**** EXERCISE MATERIALS
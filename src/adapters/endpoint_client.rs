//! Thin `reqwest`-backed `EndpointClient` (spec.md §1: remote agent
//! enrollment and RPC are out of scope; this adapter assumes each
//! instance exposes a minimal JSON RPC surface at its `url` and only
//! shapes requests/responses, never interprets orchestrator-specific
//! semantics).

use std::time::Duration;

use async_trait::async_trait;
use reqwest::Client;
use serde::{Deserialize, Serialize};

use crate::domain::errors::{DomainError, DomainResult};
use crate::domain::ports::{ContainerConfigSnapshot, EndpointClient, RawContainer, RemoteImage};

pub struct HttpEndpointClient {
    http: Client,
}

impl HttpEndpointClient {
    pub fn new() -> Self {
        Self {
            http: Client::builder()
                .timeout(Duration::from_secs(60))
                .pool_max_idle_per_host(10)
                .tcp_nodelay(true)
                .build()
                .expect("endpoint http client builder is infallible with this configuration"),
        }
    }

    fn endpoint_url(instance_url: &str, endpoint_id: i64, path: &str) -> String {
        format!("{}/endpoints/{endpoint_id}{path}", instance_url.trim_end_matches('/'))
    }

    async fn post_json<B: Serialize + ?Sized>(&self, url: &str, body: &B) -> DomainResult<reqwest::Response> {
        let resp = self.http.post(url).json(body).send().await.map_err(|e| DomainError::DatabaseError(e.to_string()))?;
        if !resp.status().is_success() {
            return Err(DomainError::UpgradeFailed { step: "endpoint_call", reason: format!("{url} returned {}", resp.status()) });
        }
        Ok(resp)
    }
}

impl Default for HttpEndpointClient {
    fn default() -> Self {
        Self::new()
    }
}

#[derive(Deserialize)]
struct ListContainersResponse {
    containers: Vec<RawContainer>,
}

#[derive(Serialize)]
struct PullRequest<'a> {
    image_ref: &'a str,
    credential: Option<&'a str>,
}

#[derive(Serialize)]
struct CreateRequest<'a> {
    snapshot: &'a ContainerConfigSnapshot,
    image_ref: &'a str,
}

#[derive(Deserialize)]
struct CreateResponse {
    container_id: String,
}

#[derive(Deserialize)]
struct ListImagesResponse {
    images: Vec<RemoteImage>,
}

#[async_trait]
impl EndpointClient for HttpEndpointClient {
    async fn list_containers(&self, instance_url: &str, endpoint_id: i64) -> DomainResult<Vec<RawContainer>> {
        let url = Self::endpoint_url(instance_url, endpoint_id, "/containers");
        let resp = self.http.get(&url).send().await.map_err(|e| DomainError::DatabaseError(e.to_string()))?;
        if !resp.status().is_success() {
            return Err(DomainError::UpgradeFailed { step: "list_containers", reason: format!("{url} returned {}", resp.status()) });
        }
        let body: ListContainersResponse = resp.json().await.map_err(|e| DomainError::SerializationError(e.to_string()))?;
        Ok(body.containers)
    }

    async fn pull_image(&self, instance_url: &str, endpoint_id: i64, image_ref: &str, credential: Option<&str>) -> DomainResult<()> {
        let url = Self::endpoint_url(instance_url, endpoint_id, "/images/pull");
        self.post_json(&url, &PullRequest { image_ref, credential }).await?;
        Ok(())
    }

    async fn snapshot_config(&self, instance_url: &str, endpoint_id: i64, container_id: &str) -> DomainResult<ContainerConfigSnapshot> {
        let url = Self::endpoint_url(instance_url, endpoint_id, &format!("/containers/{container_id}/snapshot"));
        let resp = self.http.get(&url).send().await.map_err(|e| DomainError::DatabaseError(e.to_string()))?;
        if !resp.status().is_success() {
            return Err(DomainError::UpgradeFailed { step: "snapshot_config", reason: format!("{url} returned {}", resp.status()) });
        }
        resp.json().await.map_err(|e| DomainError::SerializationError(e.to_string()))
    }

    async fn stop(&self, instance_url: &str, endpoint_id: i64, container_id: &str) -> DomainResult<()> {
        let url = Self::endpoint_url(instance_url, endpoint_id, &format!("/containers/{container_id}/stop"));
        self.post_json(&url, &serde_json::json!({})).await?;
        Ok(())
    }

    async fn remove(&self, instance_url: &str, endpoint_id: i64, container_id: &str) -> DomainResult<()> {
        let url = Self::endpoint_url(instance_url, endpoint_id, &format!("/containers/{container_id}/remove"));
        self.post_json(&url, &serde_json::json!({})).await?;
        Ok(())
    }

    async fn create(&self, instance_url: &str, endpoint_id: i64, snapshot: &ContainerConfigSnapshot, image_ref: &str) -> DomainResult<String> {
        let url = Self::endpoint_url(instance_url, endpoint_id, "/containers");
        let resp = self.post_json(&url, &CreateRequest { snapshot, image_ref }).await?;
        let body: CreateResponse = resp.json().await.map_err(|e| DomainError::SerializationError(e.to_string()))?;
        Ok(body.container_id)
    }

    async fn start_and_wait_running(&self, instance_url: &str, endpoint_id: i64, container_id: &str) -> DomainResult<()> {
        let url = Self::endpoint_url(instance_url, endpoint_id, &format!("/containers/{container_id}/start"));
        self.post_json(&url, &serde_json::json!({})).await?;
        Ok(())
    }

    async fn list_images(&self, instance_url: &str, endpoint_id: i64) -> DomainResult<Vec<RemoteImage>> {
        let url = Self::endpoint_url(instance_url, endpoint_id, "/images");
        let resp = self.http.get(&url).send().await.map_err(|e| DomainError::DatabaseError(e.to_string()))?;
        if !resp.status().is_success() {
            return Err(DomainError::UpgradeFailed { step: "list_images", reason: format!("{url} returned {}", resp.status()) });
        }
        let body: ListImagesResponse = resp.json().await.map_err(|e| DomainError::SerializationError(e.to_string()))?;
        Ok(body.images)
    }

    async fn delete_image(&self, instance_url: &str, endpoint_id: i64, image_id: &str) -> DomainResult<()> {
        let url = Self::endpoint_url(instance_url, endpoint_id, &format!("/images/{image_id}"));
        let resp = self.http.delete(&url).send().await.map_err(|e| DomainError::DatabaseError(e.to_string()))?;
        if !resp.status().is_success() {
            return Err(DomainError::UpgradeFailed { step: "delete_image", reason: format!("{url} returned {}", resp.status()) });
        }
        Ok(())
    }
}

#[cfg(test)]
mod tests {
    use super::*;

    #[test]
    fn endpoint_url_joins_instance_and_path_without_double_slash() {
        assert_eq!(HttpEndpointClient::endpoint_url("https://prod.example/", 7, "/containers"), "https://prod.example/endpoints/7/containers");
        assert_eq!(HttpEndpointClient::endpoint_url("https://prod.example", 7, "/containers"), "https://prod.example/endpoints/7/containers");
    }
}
********
### TASK BRIEF:
An exact copy of every line above is needed.

### ANSWER BELOW:
filename src/adapters/endpoint_client.rs
//! Thin `reqwest`-backed `EndpointClient` (spec.md §1: remote agent
//! enrollment and RPC are out of scope; this adapter assumes each
//! instance exposes a minimal JSON RPC surface at its `url` and only
//! shapes requests/responses, never interprets orchestrator-specific
//! semantics).

use std::time::Duration;

use async_trait::async_trait;
use reqwest::Client;
use serde::{Deserialize, Serialize};

use crate::domain::errors::{DomainError, DomainResult};
use crate::domain::ports::{ContainerConfigSnapshot, EndpointClient, RawContainer, RemoteImage};

pub struct HttpEndpointClient {
    http: Client,
}

impl HttpEndpointClient {
    pub fn new() -> Self {
        Self {
            http: Client::builder()
                .timeout(Duration::from_secs(60))
                .pool_max_idle_per_host(10)
                .tcp_nodelay(true)
                .build()
                .expect("endpoint http client builder is infallible with this configuration"),
        }
    }

    fn endpoint_url(instance_url: &str, endpoint_id: i64, path: &str) -> String {
        format!("{}/endpoints/{endpoint_id}{path}", instance_url.trim_end_matches('/'))
    }

    async fn post_json<B: Serialize + ?Sized>(&self, url: &str, body: &B) -> DomainResult<reqwest::Response> {
        let resp = self.http.post(url).json(body).send().await.map_err(|e| DomainError::DatabaseError(e.to_string()))?;
        if !resp.status().is_success() {
            return Err(DomainError::UpgradeFailed { step: "endpoint_call", reason: format!("{url} returned {}", resp.status()) });
        }
        Ok(resp)
    }
}

impl Default for HttpEndpointClient {
    fn default() -> Self {
        Self::new()
    }
}

#[derive(Deserialize)]
struct ListContainersResponse {
    containers: Vec<RawContainer>,
}

#[derive(Serialize)]
struct PullRequest<'a> {
    image_ref: &'a str,
    credential: Option<&'a str>,
}

#[derive(Serialize)]
struct CreateRequest<'a> {
    snapshot: &'a ContainerConfigSnapshot,
    image_ref: &'a str,
}

#[derive(Deserialize)]
struct CreateResponse {
    container_id: String,
}

#[derive(Deserialize)]
struct ListImagesResponse {
    images: Vec<RemoteImage>,
}

#[async_trait]
impl EndpointClient for HttpEndpointClient {
    async fn list_containers(&self, instance_url: &str, endpoint_id: i64) -> DomainResult<Vec<RawContainer>> {
        let url = Self::endpoint_url(instance_url, endpoint_id, "/containers");
        let resp = self.http.get(&url).send().await.map_err(|e| DomainError::DatabaseError(e.to_string()))?;
        if !resp.status().is_success() {
            return Err(DomainError::UpgradeFailed { step: "list_containers", reason: format!("{url} returned {}", resp.status()) });
        }
        let body: ListContainersResponse = resp.json().await.map_err(|e| DomainError::SerializationError(e.to_string()))?;
        Ok(body.containers)
    }

    async fn pull_image(&self, instance_url: &str, endpoint_id: i64, image_ref: &str, credential: Option<&str>) -> DomainResult<()> {
        let url = Self::endpoint_url(instance_url, endpoint_id, "/images/pull");
        self.post_json(&url, &PullRequest { image_ref, credential }).await?;
        Ok(())
    }

    async fn snapshot_config(&self, instance_url: &str, endpoint_id: i64, container_id: &str) -> DomainResult<ContainerConfigSnapshot> {
        let url = Self::endpoint_url(instance_url, endpoint_id, &format!("/containers/{container_id}/snapshot"));
        let resp = self.http.get(&url).send().await.map_err(|e| DomainError::DatabaseError(e.to_string()))?;
        if !resp.status().is_success() {
            return Err(DomainError::UpgradeFailed { step: "snapshot_config", reason: format!("{url} returned {}", resp.status()) });
        }
        resp.json().await.map_err(|e| DomainError::SerializationError(e.to_string()))
    }

    async fn stop(&self, instance_url: &str, endpoint_id: i64, container_id: &str) -> DomainResult<()> {
        let url = Self::endpoint_url(instance_url, endpoint_id, &format!("/containers/{container_id}/stop"));
        self.post_json(&url, &serde_json::json!({})).await?;
        Ok(())
    }

    async fn remove(&self, instance_url: &str, endpoint_id: i64, container_id: &str) -> DomainResult<()> {
        let url = Self::endpoint_url(instance_url, endpoint_id, &format!("/containers/{container_id}/remove"));
        self.post_json(&url, &serde_json::json!({})).await?;
        Ok(())
    }

    async fn create(&self, instance_url: &str, endpoint_id: i64, snapshot: &ContainerConfigSnapshot, image_ref: &str) -> DomainResult<String> {
        let url = Self::endpoint_url(instance_url, endpoint_id, "/containers");
        let resp = self.post_json(&url, &CreateRequest { snapshot, image_ref }).await?;
        let body: CreateResponse = resp.json().await.map_err(|e| DomainError::SerializationError(e.to_string()))?;
        Ok(body.container_id)
    }

    async fn start_and_wait_running(&self, instance_url: &str, endpoint_id: i64, container_id: &str) -> DomainResult<()> {
        let url = Self::endpoint_url(instance_url, endpoint_id, &format!("/containers/{container_id}/start"));
        self.post_json(&url, &serde_json::json!({})).await?;
        Ok(())
    }

    async fn list_images(&self, instance_url: &str, endpoint_id: i64) -> DomainResult<Vec<RemoteImage>> {
        let url = Self::endpoint_url(instance_url, endpoint_id, "/images");
        let resp = self.http.get(&url).send().await.map_err(|e| DomainError::DatabaseError(e.to_string()))?;
        if !resp.status().is_success() {
            return Err(DomainError::UpgradeFailed { step: "list_images", reason: format!("{url} returned {}", resp.status()) });
        }
        let body: ListImagesResponse = resp.json().await.map_err(|e| DomainError::SerializationError(e.to_string()))?;
        Ok(body.images)
    }

    async fn delete_image(&self, instance_url: &str, endpoint_id: i64, image_id: &str) -> DomainResult<()> {
        let url = Self::endpoint_url(instance_url, endpoint_id, &format!("/images/{image_id}"));
        let resp = self.http.delete(&url).send().await.map_err(|e| DomainError::DatabaseError(e.to_string()))?;
        if !resp.status().is_success() {
            return Err(DomainError::UpgradeFailed { step: "delete_image", reason: format!("{url} returned {}", resp.status()) });
        }
        Ok(())
    }
}

#[cfg(test)]
mod tests {
    use super::*;

    #[test]
    fn endpoint_url_joins_instance_and_path_without_double_slash() {
        assert_eq!(HttpEndpointClient::endpoint_url("https://prod.example/", 7, "/containers"), "https://prod.example/endpoints/7/containers");
        assert_eq!(HttpEndpointClient::endpoint_url("https://prod.example", 7, "/containers"), "https://prod.example/endpoints/7/containers");
    }
}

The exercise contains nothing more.